Galaxy also disclosed a financial interest in the market, adding that it bought “yes” shares as part of its strategy to routinely hedge prediction market positions.

Related: Polymarket team says user funds safe as exploit losses climb above $600K

Polymarket’s dispute resolution system raises concerns

The largest vote in the dispute came from blockchain wallet borntoolate.eth, which held 3.11 million UMA tokens, followed by Kevin Chan with wallet "0xd2a," who held 1.53 million tokens.

Dispute resolution can be profitable for large token holders. Wallet borntoolate.eth netted over $299,000 from voting on event contract disputes, while the Kevin Chan-tagged wallet bagged over $370,000.

UMA token holders who voted on the disputed Strategy market. Source: Betmoar

Critics also pointed to earlier disputed Polymarket resolutions as evidence of broader concerns with UMA’s token-weighted voting model.

An event contract on whether Ukraine agrees to US President Donald Trump’s mineral deal before April 2025 was resolved as “yes” in March, following two rounds of disputes, despite the agreement being signed only on April 30.
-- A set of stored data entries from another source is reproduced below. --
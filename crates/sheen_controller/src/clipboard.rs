//! Copying CSS to the clipboard

use std::sync::{Mutex, PoisonError};

use thiserror::Error;
use tracing::debug;

/// Clipboard errors
#[derive(Error, Debug, Clone, PartialEq, Eq)]
pub enum ClipboardError {
    /// No clipboard API in this context
    #[error("Clipboard not available: {0}")]
    Unavailable(String),

    /// The write was refused or failed
    #[error("Clipboard write failed: {0}")]
    Write(String),
}

/// Something text can be copied to.
pub trait Clipboard {
    fn write_text(&self, text: &str) -> Result<(), ClipboardError>;
}

impl<C: Clipboard + ?Sized> Clipboard for &C {
    fn write_text(&self, text: &str) -> Result<(), ClipboardError> {
        (**self).write_text(text)
    }
}

/// Tries `primary`, then `fallback` if it fails.
///
/// Mirrors the secure-context clipboard API with a manual-selection copy
/// behind it.
#[derive(Debug, Clone)]
pub struct FallbackClipboard<P, F> {
    primary: P,
    fallback: F,
}

impl<P: Clipboard, F: Clipboard> FallbackClipboard<P, F> {
    pub fn new(primary: P, fallback: F) -> Self {
        Self { primary, fallback }
    }
}

impl<P: Clipboard, F: Clipboard> Clipboard for FallbackClipboard<P, F> {
    fn write_text(&self, text: &str) -> Result<(), ClipboardError> {
        match self.primary.write_text(text) {
            Ok(()) => Ok(()),
            Err(err) => {
                debug!(error = %err, "Primary clipboard failed, using fallback");
                self.fallback.write_text(text)
            }
        }
    }
}

/// Clipboard held in memory.
#[derive(Debug, Default)]
pub struct MemoryClipboard {
    contents: Mutex<Option<String>>,
    failure: Option<ClipboardError>,
}

impl MemoryClipboard {
    pub fn new() -> Self {
        Self::default()
    }

    /// A clipboard whose every write fails with `err`.
    pub fn failing(err: ClipboardError) -> Self {
        Self {
            contents: Mutex::new(None),
            failure: Some(err),
        }
    }

    pub fn contents(&self) -> Option<String> {
        self.contents
            .lock()
            .unwrap_or_else(PoisonError::into_inner)
            .clone()
    }
}

impl Clipboard for MemoryClipboard {
    fn write_text(&self, text: &str) -> Result<(), ClipboardError> {
        if let Some(err) = &self.failure {
            return Err(err.clone());
        }
        *self.contents.lock().unwrap_or_else(PoisonError::into_inner) = Some(text.to_string());
        Ok(())
    }
}

#[cfg(test)]
mod tests {
    use super::*;

    #[test]
    fn test_primary_wins() {
        let primary = MemoryClipboard::new();
        let fallback = MemoryClipboard::new();
        FallbackClipboard::new(&primary, &fallback)
            .write_text("box-shadow: none;")
            .unwrap();
        assert_eq!(primary.contents().as_deref(), Some("box-shadow: none;"));
        assert_eq!(fallback.contents(), None);
    }

    #[test]
    fn test_fallback_used_on_failure() {
        let primary = MemoryClipboard::failing(ClipboardError::Unavailable("insecure context".into()));
        let fallback = MemoryClipboard::new();
        FallbackClipboard::new(&primary, &fallback)
            .write_text("text-shadow: none;")
            .unwrap();
        assert_eq!(fallback.contents().as_deref(), Some("text-shadow: none;"));
    }

    #[test]
    fn test_both_fail() {
        let clipboard = FallbackClipboard::new(
            MemoryClipboard::failing(ClipboardError::Unavailable("insecure context".into())),
            MemoryClipboard::failing(ClipboardError::Write("denied".into())),
        );
        assert_eq!(
            clipboard.write_text("x"),
            Err(ClipboardError::Write("denied".into()))
        );
    }
}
Multiple users called it a “governance attack and whale manipulation but Polymarket did nothing with it,” commented Polymarket trader fr1ko.eth in a Tuesday X post.

The developments come a day after nine Democratic Party lawmakers in the US House of Representatives called on the US Federal Trade Commission to investigate how prediction markets advertise to customers and how they present themselves to regulators.